The other scandal Key is trying to hose down is claims the prime minister’s office and Collins helped Slater with OIA requests. Hager claims that in 2011 Key’s staffer Jason Ede advised Slater to request documents from New Zealand’s spy agency, the Security Intelligence Service (SIS). These documents proved the then-Labour leader Phil Goff had indeed been briefed — despite his denials — about suspected Israeli spies caught in the Christchurch earthquake, and Slater used that information to embarrass the politician.

Although Slater’s request was approved, the same application by Wellington’s Dominion Post was refused. The spy watchdog is now investigating why the blogger was favoured over the media outlet.

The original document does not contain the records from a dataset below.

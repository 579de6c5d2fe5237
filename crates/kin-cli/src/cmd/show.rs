//! `kin show`: the relations around one focus entry.
//!
//! Pretty output draws the five generation columns side by side, oldest on
//! the left, followed by the connecting links. Text output prints one line per
//! relation code. JSON output carries both the relation lists and the layout.

use std::io::{self, Write};
use std::path::Path;

use clap::Args;
use serde::Serialize;
use tracing::info;

use kin_core::relations::{Cell, Layout, RelationCode, RelationSet, Scope};

use crate::output::{CliError, OutputMode, fail, pretty_section, render, render_mode};
use crate::project::Project;

const MIN_COLUMN_WIDTH: usize = 8;

#[derive(Args, Debug)]
pub struct ShowArgs {
    /// Focus entry. Created if it does not exist yet.
    pub title: String,

    /// Report only these titles (comma-separated). Traversal still passes
    /// through entries outside the list.
    #[arg(long, value_delimiter = ',', value_name = "TITLES")]
    pub only: Option<Vec<String>>,

    /// Print a single relation list (d, u, dd, uu, du, ud, ddu, dud, udd,
    /// duu, uud, udu).
    #[arg(long, value_name = "CODE")]
    pub code: Option<String>,
}

#[derive(Debug, Serialize)]
struct ShowOutput {
    focus: String,
    created: bool,
    relations: RelationSet,
    layout: Layout,
}

#[derive(Debug, Serialize)]
struct CodeOutput<'a> {
    focus: &'a str,
    code: RelationCode,
    label: &'static str,
    titles: &'a [String],
}

pub fn run_show(args: &ShowArgs, output: OutputMode, project_root: &Path) -> anyhow::Result<()> {
    super::require_titles(output, [args.title.as_str()])?;
    let code = args
        .code
        .as_deref()
        .map(str::parse::<RelationCode>)
        .transpose()
        .map_err(|err| fail(output, &CliError::coded(err.code(), err.to_string())))?;

    let scope = args
        .only
        .as_ref()
        .map_or(Scope::All, |titles| Scope::only(titles.iter().map(|t| t.trim())));

    let mut project = Project::discover(project_root, output)?;
    let _lock = project.lock_for_edit(output)?;
    let mut store = project.load(output)?;

    let created = !store.contains(&args.title);
    let relations = store.relations(&args.title, &scope);
    if created {
        info!(title = %args.title, "created focus entry");
        project.save(&store, output)?;
    }

    if let Some(code) = code {
        let result = CodeOutput {
            focus: &relations.focus,
            code,
            label: code.label(),
            titles: relations.get(code),
        };
        return render(output, &result, |r, w| {
            for title in r.titles {
                writeln!(w, "{title}")?;
            }
            Ok(())
        });
    }

    let layout = Layout::from_relations(&relations);
    let result = ShowOutput {
        focus: relations.focus.clone(),
        created,
        relations,
        layout,
    };
    render_mode(
        output,
        &result,
        |r, w| write_codes(&r.relations, w),
        |r, w| {
            pretty_section(w, &format!("Relations of {}", r.focus))?;
            write_columns(&r.layout, w)?;
            write_links(&r.layout, w)
        },
    )
}

fn write_codes(set: &RelationSet, w: &mut dyn Write) -> io::Result<()> {
    for (code, titles) in set.iter() {
        writeln!(w, "{code}\t{}\t{}", code.label(), titles.join(","))?;
    }
    Ok(())
}

fn cell_text(cell: &Cell) -> String {
    match cell.code {
        Some(code) => format!("{} ({code})", cell.title),
        None => format!("[{}]", cell.title),
    }
}

fn write_columns(layout: &Layout, w: &mut dyn Write) -> io::Result<()> {
    let columns: Vec<(&'static str, Vec<String>)> = layout
        .columns
        .iter()
        .map(|slot| (slot.column.heading(), slot.cells.iter().map(cell_text).collect()))
        .collect();

    let widths: Vec<usize> = columns
        .iter()
        .map(|(heading, cells)| {
            cells
                .iter()
                .map(|c| c.chars().count())
                .chain([heading.len(), MIN_COLUMN_WIDTH])
                .max()
                .unwrap_or(MIN_COLUMN_WIDTH)
        })
        .collect();

    let header: Vec<String> = columns
        .iter()
        .zip(&widths)
        .map(|((heading, _), width)| format!("{heading:<width$}"))
        .collect();
    writeln!(w, "{}", header.join("  ").trim_end())?;

    for row in 0..layout.depth() {
        let line: Vec<String> = columns
            .iter()
            .zip(&widths)
            .map(|((_, cells), width)| {
                let text = cells.get(row).map_or("", String::as_str);
                format!("{text:<width$}")
            })
            .collect();
        writeln!(w, "{}", line.join("  ").trim_end())?;
    }
    Ok(())
}

fn write_links(layout: &Layout, w: &mut dyn Write) -> io::Result<()> {
    // Links whose ends have no cell are skipped.
    let drawable: Vec<_> = layout
        .links
        .iter()
        .filter(|link| {
            layout.position_of(&link.from).is_some() && layout.position_of(&link.to).is_some()
        })
        .collect();
    if drawable.is_empty() {
        return Ok(());
    }

    writeln!(w)?;
    pretty_section(w, "Links")?;
    for link in drawable {
        writeln!(w, "{} ─ {}  [{}]", link.from, link.to, link.code)?;
    }
    Ok(())
}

Key, head of the SIS, denies he knew of Slater’s request.

This was called into question last week when radio station Newstalk ZB released a letter dated November 9, 2011, from former SIS director Warren Tucker saying: “I notified the Prime Minister (in accordance with my usual practice to keep the Minister informed on a “no surprises basis) [sic] that I was going to release redacted documents in response to the request from Mr Slater.”

Documents released over the weekend by the New Zealand Herald also suggest Collins may have expedited two OIA requests from Slater, with one request being met in five hours and the other in 37 minutes.

Disclosures in Dirty Politics are being backed up by the release of the leaked emails via the Twitter account @whaledump. Hager welcomed the release and said the leaker was acting after he requested some of the original emails to publicly support the book’s claims.

The last time Hager landed the National Party in hot water before an election was in 2006. A week before the vote he released his book The Hollow Men, which, also via leaked emails, detailed the backroom dealings of the National Party with big business and the religious sect the Exclusive Brethren, in order to swing public opinion away from Helen Clark’s administration.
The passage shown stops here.